Usted está aquí: lunes 28 de enero de 2008 Cultura La destrucción de lo real

Hermann Bellinghausen

La destrucción de lo real

Que vivimos tiempos de crisis es, de obvio, casi lugar común: de sistemas políticos y económicos, de identidades y fronteras, del valor que tienen las vidas humanas y de otras especies; al extremo, está en crisis la viabilidad no del planeta, que es un cuerpo más de la Galaxia, sino de la tenue biosfera que nos permite existir.

A riesgo de convertir al capitalismo en “explicación suficiente” o Deus Ex Machina, justo es reconocer que se adueñó del mundo y que, fuera de enriquecer a unos cuántos y permitir oasis de bienestar reales o ilusorios, los seres humanos no tenemos motivos para estar agradecidos con el mundo que nos ha dado (o más bien quitado) el, se supone que triunfante, capitalismo.

Tanta es la crisis que sectores muy grandes de la humanidad actual han desquiciado su relación con la realidad. Importante incidencia tienen en ello los avances tecnológicos, la sobrepoblación y la masificación (que no son lo mismo), la banalización mental del consumismo y la multiplicación de los miedos personales y colectivos, el aislamiento (más que soledad) de los individuos, propiciado por el confort tecnológico y las esferas de propaganda y “realidad virtual” (oxímoron si los hay). Un lugar no menor ocupan las drogas, en especial las basuras del chemo, la popular cocaína, los derivados del opio y las variedades sintéticas más burras que quepa imaginar.

En un mundo cada vez más feo y dañado, la tecnología conectiva (que se conecta con su “público” desde los centros de emisión de los mensajes) nos da herramientas para crear, ad infinitum, representaciones de la realidad. Hoy cualquiera puede hacer y reproducir imágenes, aunque relativamente pocos lo hacen; una mayoría adicta consume las imágenes diseñadas por otros.

En este espejismo de simultaneidad, resulta inquietante la popularidad de las representaciones violentas. En un mundo real acogotado por la violencia. Millones de individuos encuentran placentero, o excitante, presenciar repetidas escenas de brutalidad. Lo que media entre los videojuegos y todas las variantes de snuff, desde las “legales” que sacan los noticiarios hasta las que circulan clandestinamente entre personas que pagan por ver violaciones, asaltos, asesinatos o golpizas, educados en una pornografía que suele adoptar rasgos bastante brutales, sobre todo con mujeres y menores.

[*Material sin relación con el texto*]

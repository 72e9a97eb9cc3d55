//! Glyph client binary - composition root.
//!
//! Ties together the Glyph crates into a single executable:
//! 1. Load configuration from TOML and fold in CLI overrides
//! 2. Initialize tracing
//! 3. Stream a query through the gateway (SSE) and assemble the answer
//! 4. Extract the display directive and fetch the component envelope
//! 5. Dispatch the envelope to a renderer instruction (with narration)
//! 6. Relay approve/reject actions through the confirmation handshake

mod cli;
mod render;

use std::sync::Arc;

use clap::Parser;
use tokio::sync::{broadcast, mpsc};

use glyph_action::ActionRelay;
use glyph_core::{
    ActionKind, ComponentAction, GlyphConfig, GlyphError, Result, Timestamp, UiEvent,
};
use glyph_dispatch::Dispatcher;
use glyph_gateway::{GatewayApi, HttpGateway, SseTransport};
use glyph_stream::{SessionOutcome, StreamSession};
use glyph_voice::{NarrationChannel, TracingSpeechService};

use cli::{CliArgs, Command};

#[tokio::main]
async fn main() -> Result<()> {
    let args = CliArgs::parse();
    let config_path = args.resolve_config_path();
    let mut config = GlyphConfig::load_or_default(&config_path);
    args.apply_overrides(&mut config);

    // Tracing. RUST_LOG wins over the configured level.
    tracing_subscriber::fmt()
        .with_env_filter(
            tracing_subscriber::EnvFilter::try_from_default_env().unwrap_or_else(|_| {
                tracing_subscriber::EnvFilter::new(&config.general.log_level)
            }),
        )
        .init();

    tracing::info!("Starting Glyph v{}", env!("CARGO_PKG_VERSION"));
    tracing::info!(path = %config_path.display(), "Configuration loaded");

    let (event_tx, event_rx) = broadcast::channel::<UiEvent>(256);
    spawn_event_logger(event_rx);

    let gateway = Arc::new(HttpGateway::new(&config.gateway).map_err(GlyphError::from)?);
    let token = args.resolve_token().unwrap_or_default();

    match args.command {
        Command::Query { ref query } => {
            run_query(&config, gateway, &event_tx, query, &token).await
        }
        Command::Act {
            ref kind,
            ref domain,
            ref target,
            ref directive,
        } => run_act(&config, gateway, &event_tx, kind, domain, target, directive, &token).await,
    }
}

/// Stream one query, then render the directive its answer carries.
async fn run_query(
    config: &GlyphConfig,
    gateway: Arc<HttpGateway>,
    event_tx: &broadcast::Sender<UiEvent>,
    query: &str,
    token: &str,
) -> Result<()> {
    let transport = SseTransport::new(&config.gateway, &config.stream)?;
    let mut session = StreamSession::new(transport).with_events(event_tx.clone());

    let text = match session.run(query, token).await {
        SessionOutcome::Completed(text) => text,
        SessionOutcome::Cancelled(text) => text,
        SessionOutcome::Failed(reason) => return Err(GlyphError::Stream(reason)),
    };

    let Some(directive) = glyph_directive::parse(&text) else {
        // No widget in this answer; show the prose as-is.
        println!("{}", text);
        return Ok(());
    };
    let _ = event_tx.send(UiEvent::DirectiveDetected {
        domain: directive.domain.clone(),
        component: directive.component.clone(),
        timestamp: Timestamp::now(),
    });

    let prose = glyph_directive::strip_directive(&text);
    if !prose.is_empty() {
        println!("{}", prose);
    }

    let envelope = gateway
        .fetch_display(&directive.raw, token)
        .await
        .map_err(GlyphError::from)?;

    // A one-shot render never emits actions; the channel exists because the
    // dispatcher contract requires an emitter.
    let (actions_tx, _actions_rx) = mpsc::unbounded_channel();
    let narration = NarrationChannel::new(Arc::new(TracingSpeechService), config.voice.enabled);
    let mut dispatcher = Dispatcher::new(actions_tx, narration).with_events(event_tx.clone());
    let instruction = dispatcher.dispatch(&envelope);
    render::print_instruction(&instruction);

    Ok(())
}

/// Execute one approve/reject action and render the refreshed view.
#[allow(clippy::too_many_arguments)]
async fn run_act(
    config: &GlyphConfig,
    gateway: Arc<HttpGateway>,
    event_tx: &broadcast::Sender<UiEvent>,
    kind: &str,
    domain: &str,
    target: &str,
    directive: &str,
    token: &str,
) -> Result<()> {
    let kind: ActionKind = kind.parse().map_err(GlyphError::Action)?;
    let action = ComponentAction::with_target(kind, target);
    let _ = event_tx.send(UiEvent::ActionEmitted {
        action: kind.to_string(),
        timestamp: Timestamp::now(),
    });

    let relay = ActionRelay::new(Arc::clone(&gateway)).with_events(event_tx.clone());
    let outcome = relay.execute(domain, &action, directive, token).await?;

    if let Some(message) = &outcome.message {
        println!("{}", message);
    }
    println!(
        "Action {}{}.",
        outcome.phase,
        if outcome.confirmed {
            " (auto-confirmed)"
        } else {
            ""
        }
    );

    if let Some(envelope) = outcome.refreshed {
        let (actions_tx, _actions_rx) = mpsc::unbounded_channel();
        let narration =
            NarrationChannel::new(Arc::new(TracingSpeechService), config.voice.enabled);
        let mut dispatcher = Dispatcher::new(actions_tx, narration).with_events(event_tx.clone());
        let instruction = dispatcher.dispatch(&envelope);
        render::print_instruction(&instruction);
    }

    Ok(())
}

/// Log every broadcast event at debug level.
fn spawn_event_logger(mut rx: broadcast::Receiver<UiEvent>) {
    tokio::spawn(async move {
        while let Ok(event) = rx.recv().await {
            tracing::debug!(event = ?event, "UI event");
        }
    });
}
//! Stream session state machine with validated transitions.
//!
//! Enforces the session lifecycle:
//! - Idle -> Connecting (start query)
//! - Connecting -> Streaming (transport opened)
//! - Connecting -> Errored (validation or open failure)
//! - Streaming -> Complete (terminal sentinel or user cancel)
//! - Streaming -> Errored (transport dropped mid-stream)
//! - Complete -> Connecting (run again)
//! - Errored -> Connecting (retry)

use std::fmt;

/// Lifecycle state of a streaming query session.
#[derive(Debug, Clone, Copy, PartialEq, Eq, Hash)]
pub enum StreamState {
    /// No query in progress. Ready to start.
    Idle,
    /// Validating credentials and opening the transport.
    Connecting,
    /// Receiving partial text fragments from the gateway.
    Streaming,
    /// Terminal: the full response was assembled (or the user stopped early).
    Complete,
    /// Terminal: the session failed with a user-facing reason.
    Errored,
}

impl fmt::Display for StreamState {
    fn fmt(&self, f: &mut fmt::Formatter<'_>) -> fmt::Result {
        match self {
            StreamState::Idle => write!(f, "Idle"),
            StreamState::Connecting => write!(f, "Connecting"),
            StreamState::Streaming => write!(f, "Streaming"),
            StreamState::Complete => write!(f, "Complete"),
            StreamState::Errored => write!(f, "Errored"),
        }
    }
}

impl StreamState {
    /// Returns whether a transition from `self` to `target` is valid.
    pub fn can_transition_to(&self, target: &StreamState) -> bool {
        matches!(
            (self, target),
            (StreamState::Idle, StreamState::Connecting)
                | (StreamState::Connecting, StreamState::Streaming)
                | (StreamState::Connecting, StreamState::Errored)
                | (StreamState::Streaming, StreamState::Complete)
                | (StreamState::Streaming, StreamState::Errored)
                // Retry / run-again transitions
                | (StreamState::Complete, StreamState::Connecting)
                | (StreamState::Errored, StreamState::Connecting)
        )
    }

    /// Whether this is a terminal state (retry is permitted from here).
    pub fn is_terminal(&self) -> bool {
        matches!(self, StreamState::Complete | StreamState::Errored)
    }
}

// =============================================================================
// Tests
// =============================================================================
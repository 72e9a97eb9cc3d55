use thiserror::Error;

/// Top-level error type for the Glyph client.
///
/// Each variant wraps a subsystem-specific error. Subsystem crates define
/// their own error types and implement `From<SubsystemError> for GlyphError`
/// so that the `?` operator works seamlessly across crate boundaries.
#[derive(Debug, Error)]
#[non_exhaustive]
pub enum GlyphError {
    #[error("Configuration error: {0}")]
    Config(String),

    #[error("Directive error: {0}")]
    Directive(String),

    #[error("Stream error: {0}")]
    Stream(String),

    #[error("Gateway error: {0}")]
    Gateway(String),

    #[error("Dispatch error: {0}")]
    Dispatch(String),

    #[error("Action error: {0}")]
    Action(String),

    #[error("Voice error: {0}")]
    Voice(String),

    #[error("I/O error: {0}")]
    Io(#[from] std::io::Error),

    #[error("Serialization error: {0}")]
    Serialization(String),
}

impl From<toml::de::Error> for GlyphError {
    fn from(err: toml::de::Error) -> Self {
        GlyphError::Config(err.to_string())
    }
}

impl From<toml::ser::Error> for GlyphError {
    fn from(err: toml::ser::Error) -> Self {
        GlyphError::Config(err.to_string())
    }
}

impl From<serde_json::Error> for GlyphError {
    fn from(err: serde_json::Error) -> Self {
        GlyphError::Serialization(err.to_string())
    }
}

/// A specialized `Result` type for Glyph operations.
pub type Result<T> = std::result::Result<T, GlyphError>;
//! Core types and value objects shared across the Glyph pipeline.
//!
//! Defines the component envelope returned by the rendering service, the
//! outbound actions a rendered component can emit, and the narration payload
//! consumed by the voice side-channel.

use chrono::{DateTime, Utc};
use serde::{Deserialize, Serialize};
use std::collections::HashMap;
use std::fmt;

// =============================================================================
// Newtype Wrappers
// =============================================================================

/// Epoch-second timestamp used in domain events.
///
/// Compared by value. Two Timestamps with the same inner value are equal.
#[derive(Debug, Clone, Copy, PartialEq, Eq, PartialOrd, Ord, Serialize, Deserialize)]
pub struct Timestamp(pub i64);

impl Timestamp {
    pub fn now() -> Self {
        Self(Utc::now().timestamp())
    }

    pub fn from_datetime(dt: DateTime<Utc>) -> Self {
        Self(dt.timestamp())
    }

    pub fn to_datetime(&self) -> DateTime<Utc> {
        DateTime::from_timestamp(self.0, 0).unwrap_or_default()
    }
}

// =============================================================================
// Enums
// =============================================================================

/// Kinds of outbound action a rendered component can emit.
#[derive(Debug, Clone, Copy, PartialEq, Eq, Hash, Serialize, Deserialize)]
#[serde(rename_all = "snake_case")]
pub enum ActionKind {
    Navigate,
    Drilldown,
    Approve,
    Reject,
}

impl fmt::Display for ActionKind {
    fn fmt(&self, f: &mut fmt::Formatter<'_>) -> fmt::Result {
        match self {
            ActionKind::Navigate => write!(f, "navigate"),
            ActionKind::Drilldown => write!(f, "drilldown"),
            ActionKind::Approve => write!(f, "approve"),
            ActionKind::Reject => write!(f, "reject"),
        }
    }
}

impl std::str::FromStr for ActionKind {
    type Err = String;
    fn from_str(s: &str) -> Result<Self, Self::Err> {
        match s {
            "navigate" => Ok(ActionKind::Navigate),
            "drilldown" => Ok(ActionKind::Drilldown),
            "approve" => Ok(ActionKind::Approve),
            "reject" => Ok(ActionKind::Reject),
            _ => Err(format!("Unknown action kind: {}", s)),
        }
    }
}

impl ActionKind {
    /// Whether this action kind mutates remote state and therefore routes
    /// through the gateway (navigate/drilldown stay client-side).
    pub fn is_remote(&self) -> bool {
        matches!(self, ActionKind::Approve | ActionKind::Reject)
    }
}

// =============================================================================
// Domain Structs
// =============================================================================

/// An action emitted by a rendered component.
///
/// Stateless and single-use: emitted by a renderer, consumed once by the
/// action relay, never persisted.
#[derive(Debug, Clone, PartialEq, Eq, Serialize, Deserialize)]
pub struct ComponentAction {
    #[serde(rename = "type")]
    pub kind: ActionKind,
    #[serde(default, skip_serializing_if = "Option::is_none")]
    pub target: Option<String>,
    #[serde(default, skip_serializing_if = "HashMap::is_empty")]
    pub params: HashMap<String, String>,
}

impl ComponentAction {
    /// Construct an action with no target and no params.
    pub fn new(kind: ActionKind) -> Self {
        Self {
            kind,
            target: None,
            params: HashMap::new(),
        }
    }

    /// Construct an action aimed at a specific target id.
    pub fn with_target(kind: ActionKind, target: impl Into<String>) -> Self {
        Self {
            kind,
            target: Some(target.into()),
            params: HashMap::new(),
        }
    }
}

/// Narration payload for the text-to-speech side-channel.
#[derive(Debug, Clone, Default, PartialEq, Eq, Serialize, Deserialize)]
pub struct Narration {
    #[serde(default)]
    pub text: String,
    #[serde(default, skip_serializing_if = "Option::is_none")]
    pub ssml: Option<String>,
}

/// The component envelope returned by the rendering service.
///
/// Owned by the rendering layer for one render cycle and replaced wholesale
/// on every new directive.
#[derive(Debug, Clone, Default, Serialize, Deserialize)]
pub struct ComponentResponse {
    /// Server-declared component identifier, matched case-sensitively by the
    /// dispatch registry. Empty means unknown.
    #[serde(rename = "type", default)]
    pub component_type: String,
    /// Renderer configuration, forwarded verbatim to the selected renderer.
    #[serde(default)]
    pub props: serde_json::Map<String, serde_json::Value>,
    #[serde(default)]
    pub actions: Vec<ComponentAction>,
    #[serde(default, skip_serializing_if = "Option::is_none")]
    pub narration: Option<Narration>,
}

impl ComponentResponse {
    /// Narration text if present and non-empty.
    pub fn narration_text(&self) -> Option<&str> {
        self.narration
            .as_ref()
            .map(|n| n.text.as_str())
            .filter(|t| !t.is_empty())
    }
}

// =============================================================================
// Tests
// =============================================================================

#[cfg(test)]
mod tests {
    use super::*;

    // ---- Timestamp ----

    #[test]
    fn test_timestamp_now_is_positive() {
        assert!(Timestamp::now().0 > 0);
    }

    #[test]
    fn test_timestamp_datetime_round_trip() {
        let ts = Timestamp::now();
        let rt = Timestamp::from_datetime(ts.to_datetime());
        assert_eq!(ts, rt);
    }

    #[test]
    fn test_timestamp_serde_round_trip() {
        let ts = Timestamp(1700000000);
        let json = serde_json::to_string(&ts).unwrap();
        let rt: Timestamp = serde_json::from_str(&json).unwrap();
        assert_eq!(ts, rt);
    }

    // ---- ActionKind ----

    #[test]
    fn test_action_kind_display() {
        assert_eq!(ActionKind::Navigate.to_string(), "navigate");
        assert_eq!(ActionKind::Drilldown.to_string(), "drilldown");
        assert_eq!(ActionKind::Approve.to_string(), "approve");
        assert_eq!(ActionKind::Reject.to_string(), "reject");
    }

    #[test]
    fn test_action_kind_from_str() {
        assert_eq!("navigate".parse::<ActionKind>().unwrap(), ActionKind::Navigate);
        assert_eq!("drilldown".parse::<ActionKind>().unwrap(), ActionKind::Drilldown);
        assert_eq!("approve".parse::<ActionKind>().unwrap(), ActionKind::Approve);
        assert_eq!("reject".parse::<ActionKind>().unwrap(), ActionKind::Reject);
        assert!("invalid".parse::<ActionKind>().is_err());
    }

    #[test]
    fn test_action_kind_from_str_case_sensitive() {
        assert!("Navigate".parse::<ActionKind>().is_err());
        assert!("APPROVE".parse::<ActionKind>().is_err());
    }

    #[test]
    fn test_action_kind_display_from_str_round_trip() {
        for variant in [
            ActionKind::Navigate,
            ActionKind::Drilldown,
            ActionKind::Approve,
            ActionKind::Reject,
        ] {
            let s = variant.to_string();
            let parsed: ActionKind = s.parse().unwrap();
            assert_eq!(variant, parsed);
        }
    }

    #[test]
    fn test_action_kind_serde_json_format() {
        assert_eq!(
            serde_json::to_string(&ActionKind::Drilldown).unwrap(),
            "\"drilldown\""
        );
        assert_eq!(
            serde_json::to_string(&ActionKind::Approve).unwrap(),
            "\"approve\""
        );
    }

    #[test]
    fn test_action_kind_is_remote() {
        assert!(ActionKind::Approve.is_remote());
        assert!(ActionKind::Reject.is_remote());
        assert!(!ActionKind::Navigate.is_remote());
        assert!(!ActionKind::Drilldown.is_remote());
    }

    // ---- ComponentAction ----

    #[test]
    fn test_component_action_serde_round_trip() {
        let mut params = HashMap::new();
        params.insert("requestId".to_string(), "REQ-7".to_string());
        let action = ComponentAction {
            kind: ActionKind::Approve,
            target: Some("REQ-7".to_string()),
            params,
        };
        let json = serde_json::to_string(&action).unwrap();
        let rt: ComponentAction = serde_json::from_str(&json).unwrap();
        assert_eq!(action, rt);
    }

    #[test]
    fn test_component_action_wire_type_field() {
        let action = ComponentAction::new(ActionKind::Navigate);
        let json = serde_json::to_value(&action).unwrap();
        assert_eq!(json["type"], "navigate");
    }

    #[test]
    fn test_component_action_deserialize_minimal() {
        let action: ComponentAction = serde_json::from_str(r#"{"type":"reject"}"#).unwrap();
        assert_eq!(action.kind, ActionKind::Reject);
        assert!(action.target.is_none());
        assert!(action.params.is_empty());
    }

    #[test]
    fn test_component_action_with_target() {
        let action = ComponentAction::with_target(ActionKind::Drilldown, "emp-42");
        assert_eq!(action.target.as_deref(), Some("emp-42"));
        assert!(action.params.is_empty());
    }

    // ---- Narration ----

    #[test]
    fn test_narration_serde_round_trip() {
        let narration = Narration {
            text: "Here is the org chart.".to_string(),
            ssml: Some("<speak>Here is the org chart.</speak>".to_string()),
        };
        let json = serde_json::to_string(&narration).unwrap();
        let rt: Narration = serde_json::from_str(&json).unwrap();
        assert_eq!(narration, rt);
    }

    #[test]
    fn test_narration_default_is_empty() {
        let narration = Narration::default();
        assert!(narration.text.is_empty());
        assert!(narration.ssml.is_none());
    }

    // ---- ComponentResponse ----

    #[test]
    fn test_component_response_deserialize_full() {
        let json = r#"{
            "type": "OrgChartComponent",
            "props": {"rootUserId": "me", "depth": 2},
            "actions": [{"type": "drilldown", "target": "emp-1"}],
            "narration": {"text": "Your org chart."}
        }"#;
        let envelope: ComponentResponse = serde_json::from_str(json).unwrap();
        assert_eq!(envelope.component_type, "OrgChartComponent");
        assert_eq!(envelope.props["rootUserId"], "me");
        assert_eq!(envelope.actions.len(), 1);
        assert_eq!(envelope.narration_text(), Some("Your org chart."));
    }

    #[test]
    fn test_component_response_deserialize_missing_fields() {
        let envelope: ComponentResponse = serde_json::from_str("{}").unwrap();
        assert!(envelope.component_type.is_empty());
        assert!(envelope.props.is_empty());
        assert!(envelope.actions.is_empty());
        assert!(envelope.narration.is_none());
    }

    #[test]
    fn test_component_response_narration_text_empty_is_none() {
        let envelope = ComponentResponse {
            narration: Some(Narration::default()),
            ..Default::default()
        };
        assert!(envelope.narration_text().is_none());
    }

    #[test]
    fn test_component_response_props_preserved_verbatim() {
        let json = r#"{"type":"DataTableComponent","props":{"rows":[{"a":1}],"nested":{"k":"v"}}}"#;
        let envelope: ComponentResponse = serde_json::from_str(json).unwrap();
        assert_eq!(envelope.props["rows"][0]["a"], 1);
        assert_eq!(envelope.props["nested"]["k"], "v");
    }
}
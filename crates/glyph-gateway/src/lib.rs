//! HTTP client for the query gateway and the UI rendering service.
//!
//! Exposes the [`GatewayApi`] trait so the action relay and the app can be
//! tested against a mock, the [`HttpGateway`] implementation over reqwest,
//! and the [`SseTransport`] push connection used by the streaming session.

pub mod client;
pub mod sse;

pub use client::{
    ActionResponse, ActionStatus, ConfirmBehavior, GatewayApi, GatewayCall, GatewayError,
    HttpGateway, MockGateway,
};
pub use sse::SseTransport;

Las fantasías urbanas se han poblado de armas superdestructivas, individuos con poderes sobrehumanos y “libertades” sexuales marcadamente exhibicionistas y audiovisuales.

Los cybercafés son distribuidores masivos de estos materiales por demás intangibles. También los teléfonos celulares. En México al menos, sigue siendo una minoría la que cuenta con computadora y aparatos de punta en sus casas. Las clases medias y de más abajo “rentan” la conexión con ese mundo bizarro que suplanta por horas a la realidad.

Las nuevas generaciones, amamantadas frente a la televisión, respiran un ambiente de información/entretenimiento dominado por consorcios privados de comunicación, cuya importancia es tal que sus televisoras son parte consustancial de los poderes fácticos incrustados en el Estado; son jueces y educadores, imponen dicha, pulsiones y la “justificada” represión. En Estados Unidos crean guerras en otros países, y luego las administran; su aséptica representación en las “noticias” no salpica al auditorio con la sangre, la destrucción y el horror en Irak y otros rincones de la realidad, que de ser tantos empiezan a ocupar el centro, así sea por la acumulación de sus escombros.

La imaginación es la mejor amiga del hombre. A ella se deben las lenguas, los conocimientos y los inventos que permiten. También el arte (tanto el “grande” como el pequeño y cotidiano). Para ponerlo en palabras del fino filósofo veneciano Massimo Cacciari, “las diversas imágenes pueden ser ilusiones, pero la facultad de imaginar no es ninguna ilusión, al contrario, es realísima; ella es nuestra propia realidad” (Soledad acogedora. De Leopardi a Celan. Abada Editores, Madrid, 2004).

Así que cabe preguntarnos qué estamos haciendo y permitiendo que nos hagan con la realidad y la imaginación, pues solían ser inseparables, y nuestras.

La verdad peligra porque ya da igual. Sodoma y Gomorra están hoy en las secundarias y se suben a YouTube, haciendo ver naives a los pobres pornopolíticos ricos de Baja California y elsewhere. Por lo demás, comemos y respiramos apocalipsis, desde cuándo devorados por la ballena individualista que anunciara George Orwell en sus ensayos, siempre mejores que sus mediocres novelas. La manipulación mediática y química distrae y paraliza. La ilusión de estar hipercomunicados aísla. Manoseada hasta la náusea, la realidad se esfuma.